**Information shown**
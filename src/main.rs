//! Reflex Grid entry point
//!
//! On wasm, exports a `ReflexGame` handle the page drives from its
//! animation loop. Natively, plays one seeded headless session with a
//! simple bot and logs the outcome.

#[cfg(target_arch = "wasm32")]
use wasm_bindgen::prelude::*;

#[cfg(target_arch = "wasm32")]
mod wasm_game {
    use wasm_bindgen::prelude::*;

    use reflex_grid::audio::{AudioSettings, WebAudioFeedback};
    use reflex_grid::persistence::{LocalStorage, ProgressStore};
    use reflex_grid::platform;
    use reflex_grid::sim::{DifficultyPreset, GRID_ROWS, GameMode};
    use reflex_grid::{CommandOutcome, GameConfig, Session};

    fn js_err(e: impl std::fmt::Display) -> JsValue {
        JsValue::from_str(&e.to_string())
    }

    /// Game handle owned by the page
    #[wasm_bindgen]
    pub struct ReflexGame {
        session: Session,
        settings_store: Option<LocalStorage>,
    }

    #[wasm_bindgen]
    impl ReflexGame {
        #[wasm_bindgen(constructor)]
        pub fn new() -> Result<ReflexGame, JsValue> {
            let settings_store = match LocalStorage::open() {
                Ok(storage) => Some(storage),
                Err(e) => {
                    log::warn!("Settings storage unavailable: {}", e);
                    None
                }
            };
            let config = settings_store
                .as_ref()
                .map(|s| GameConfig::load(s))
                .unwrap_or_default();

            let seed = platform::entropy_seed();
            let mut session = Session::new(config.clone(), seed)
                .map_err(js_err)?
                .with_feedback(WebAudioFeedback::new(config.audio));

            match LocalStorage::open() {
                Ok(storage) => {
                    let progress = ProgressStore::new(storage);
                    let best = progress.personal_best();
                    session = session.with_personal_best(best).with_session_sink(progress);
                }
                Err(e) => log::warn!("Progress will not be saved: {}", e),
            }

            log::info!("Game initialized with seed: {}", seed);
            Ok(ReflexGame {
                session,
                settings_store,
            })
        }

        pub fn start(&mut self) -> bool {
            self.session.start_game().is_applied()
        }

        pub fn pause(&mut self) -> bool {
            self.session.pause_game().is_applied()
        }

        pub fn resume(&mut self) -> bool {
            self.session.resume_game().is_applied()
        }

        pub fn reset(&mut self) -> bool {
            self.session.reset_game().is_applied()
        }

        pub fn end(&mut self) -> bool {
            self.session.end_game().is_applied()
        }

        /// `now_ms` is the press event's `timeStamp`, on the same clock as `update`
        pub fn press(&mut self, index: u8, now_ms: f64) -> bool {
            self.session.press_index(index, now_ms.max(0.0) as u64).is_applied()
        }

        /// Buttons per row, top to bottom
        pub fn grid_rows(&self) -> Vec<u8> {
            GRID_ROWS.to_vec()
        }

        /// Call once per animation frame with `performance.now()`
        pub fn update(&mut self, now_ms: f64) {
            self.session.update(now_ms.max(0.0) as u64);
        }

        pub fn snapshot_json(&self) -> Result<String, JsValue> {
            serde_json::to_string(&self.session.snapshot()).map_err(js_err)
        }

        /// Events since the last call, as a JSON array
        pub fn events_json(&mut self) -> Result<String, JsValue> {
            serde_json::to_string(&self.session.drain_events()).map_err(js_err)
        }

        pub fn set_difficulty(&mut self, name: &str) -> bool {
            let Some(preset) = DifficultyPreset::from_str(name) else {
                log::warn!("Unknown difficulty: {}", name);
                return false;
            };
            let applied = self.session.set_difficulty(preset);
            self.persist_settings(applied)
        }

        pub fn set_mode(&mut self, name: &str) -> bool {
            let Some(mode) = GameMode::from_str(name) else {
                log::warn!("Unknown game mode: {}", name);
                return false;
            };
            let applied = self.session.set_game_mode(mode);
            self.persist_settings(applied)
        }

        /// Master volume, 0.0 - 1.0
        pub fn set_volume(&mut self, volume: f32) -> bool {
            let settings = AudioSettings {
                master_volume: volume,
                ..self.session.config().audio
            };
            let applied = self.session.set_audio(settings);
            self.persist_settings(applied)
        }

        pub fn set_muted(&mut self, muted: bool) -> bool {
            let settings = AudioSettings {
                muted,
                ..self.session.config().audio
            };
            let applied = self.session.set_audio(settings);
            self.persist_settings(applied)
        }
    }

    impl ReflexGame {
        fn persist_settings(&mut self, outcome: CommandOutcome) -> bool {
            if !outcome.is_applied() {
                return false;
            }
            if let Some(storage) = self.settings_store.as_mut() {
                if let Err(e) = self.session.config().save(storage) {
                    log::warn!("Failed to save settings: {}", e);
                }
            }
            true
        }
    }

    pub fn init() {
        console_error_panic_hook::set_once();
        if console_log::init_with_level(log::Level::Info).is_err() {
            return;
        }
        log::info!("Reflex Grid starting...");
    }
}

#[cfg(target_arch = "wasm32")]
#[wasm_bindgen(start)]
pub fn wasm_main() {
    wasm_game::init();
}

#[cfg(not(target_arch = "wasm32"))]
fn main() {
    env_logger::init();
    log::info!("Reflex Grid (native) starting...");
    demo::run(std::env::args().skip(1).collect());
}

#[cfg(target_arch = "wasm32")]
fn main() {
    // WASM entry point is wasm_main, this is just to satisfy the compiler
}

/// Headless bot session
#[cfg(not(target_arch = "wasm32"))]
mod demo {
    use std::collections::VecDeque;

    use rand::{Rng, SeedableRng};
    use rand_pcg::Pcg32;

    use reflex_grid::audio::{CueRecorder, FeedbackCue};
    use reflex_grid::persistence::SessionLog;
    use reflex_grid::platform;
    use reflex_grid::sim::{ButtonId, DifficultyPreset, GameEvent, GameMode};
    use reflex_grid::{GameConfig, Session, SessionPhase};

    /// Simulated frame length
    const FRAME_MS: u64 = 16;
    /// Give up on runs longer than this
    const MAX_RUN_MS: u64 = 30 * 60 * 1000;
    /// Chance the bot presses the wrong button
    const MISTAKE_CHANCE: f64 = 0.04;

    /// Usage: reflex-grid [difficulty] [mode] [seed]
    pub fn run(args: Vec<String>) {
        let difficulty = args
            .first()
            .and_then(|s| DifficultyPreset::from_str(s))
            .unwrap_or_default();
        let mode = args.get(1).and_then(|s| GameMode::from_str(s)).unwrap_or_default();
        let seed = args
            .get(2)
            .and_then(|s| s.parse().ok())
            .unwrap_or_else(platform::entropy_seed);

        let cues = CueRecorder::new();
        let results = SessionLog::new();
        let mut session = match Session::new(GameConfig::new(difficulty, mode), seed) {
            Ok(session) => session
                .with_feedback(cues.clone())
                .with_session_sink(results.clone()),
            Err(e) => {
                log::error!("Invalid configuration: {}", e);
                return;
            }
        };

        let mut bot = Bot::new(seed);
        session.start_game();
        let mut now = 0;
        while session.phase() == SessionPhase::Playing && now < MAX_RUN_MS {
            now += FRAME_MS;
            session.update(now);
            for event in session.drain_events() {
                bot.observe(now, &event);
            }
            while let Some(button) = bot.next_press(now) {
                session.on_button_press_at(button, now);
            }
        }
        if session.phase() == SessionPhase::Playing {
            log::warn!("Run capped at {}ms, ending", MAX_RUN_MS);
            session.end_game();
        }

        match results.results().first() {
            Some(result) => {
                log::info!(
                    "{} / {}: score {}, best combo {}, {} hits, {} misses, avg reaction {:.0}ms",
                    difficulty.as_str(),
                    mode.as_str(),
                    result.score,
                    result.best_combo,
                    result.hits,
                    result.misses,
                    result.average_reaction_time_ms.unwrap_or(0.0)
                );
            }
            None => log::info!("Run ended without a result (score {})", session.state().score),
        }
        log::info!(
            "Cues played: {} hits, {} misses",
            cues.count(FeedbackCue::Hit),
            cues.count(FeedbackCue::Miss)
        );
    }

    /// Presses what it sees after a random reaction delay
    struct Bot {
        rng: Pcg32,
        /// (press time, button), in press order
        pending: VecDeque<(u64, ButtonId)>,
        /// Sequence elements seen during playback
        memory: Vec<ButtonId>,
    }

    impl Bot {
        fn new(seed: u64) -> Self {
            Self {
                rng: Pcg32::seed_from_u64(seed ^ 0x9E37_79B9_7F4A_7C15),
                pending: VecDeque::new(),
                memory: Vec::new(),
            }
        }

        fn observe(&mut self, now: u64, event: &GameEvent) {
            match event {
                GameEvent::RoundStarted {
                    buttons, odd_button, ..
                } => {
                    let targets = match odd_button {
                        Some(odd) => vec![*odd],
                        None => buttons.clone(),
                    };
                    self.schedule(now, &targets, 150..700);
                }
                GameEvent::SequenceStep { button, step, .. } => {
                    if *step == 0 {
                        self.memory.clear();
                    }
                    self.memory.push(*button);
                }
                GameEvent::SequenceAwaitingInput { .. } => {
                    let replay = std::mem::take(&mut self.memory);
                    self.schedule(now, &replay, 200..450);
                }
                GameEvent::Miss { .. } => self.pending.clear(),
                _ => {}
            }
        }

        fn schedule(&mut self, now: u64, targets: &[ButtonId], delay: std::ops::Range<u64>) {
            let mut at = now;
            for &target in targets {
                at += self.rng.random_range(delay.clone());
                let button = if self.rng.random_bool(MISTAKE_CHANCE) {
                    ButtonId::all()
                        .find(|b| *b != target)
                        .unwrap_or(target)
                } else {
                    target
                };
                self.pending.push_back((at, button));
            }
        }

        fn next_press(&mut self, now: u64) -> Option<ButtonId> {
            match self.pending.front() {
                Some(&(at, button)) if at <= now => {
                    self.pending.pop_front();
                    Some(button)
                }
                _ => None,
            }
        }
    }
}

**Task**
Exactly as they stand, please print the lines from the first line of the records above down to the line that includes "let seed = platform::entropy_seed();", both of those included and no others.

**Written response**
filename src/main.rs
//! Reflex Grid entry point
//!
//! On wasm, exports a `ReflexGame` handle the page drives from its
//! animation loop. Natively, plays one seeded headless session with a
//! simple bot and logs the outcome.

#[cfg(target_arch = "wasm32")]
use wasm_bindgen::prelude::*;

#[cfg(target_arch = "wasm32")]
mod wasm_game {
    use wasm_bindgen::prelude::*;

    use reflex_grid::audio::{AudioSettings, WebAudioFeedback};
    use reflex_grid::persistence::{LocalStorage, ProgressStore};
    use reflex_grid::platform;
    use reflex_grid::sim::{DifficultyPreset, GRID_ROWS, GameMode};
    use reflex_grid::{CommandOutcome, GameConfig, Session};

    fn js_err(e: impl std::fmt::Display) -> JsValue {
        JsValue::from_str(&e.to_string())
    }

    /// Game handle owned by the page
    #[wasm_bindgen]
    pub struct ReflexGame {
        session: Session,
        settings_store: Option<LocalStorage>,
    }

    #[wasm_bindgen]
    impl ReflexGame {
        #[wasm_bindgen(constructor)]
        pub fn new() -> Result<ReflexGame, JsValue> {
            let settings_store = match LocalStorage::open() {
                Ok(storage) => Some(storage),
                Err(e) => {
                    log::warn!("Settings storage unavailable: {}", e);
                    None
                }
            };
            let config = settings_store
                .as_ref()
                .map(|s| GameConfig::load(s))
                .unwrap_or_default();

            let seed = platform::entropy_seed();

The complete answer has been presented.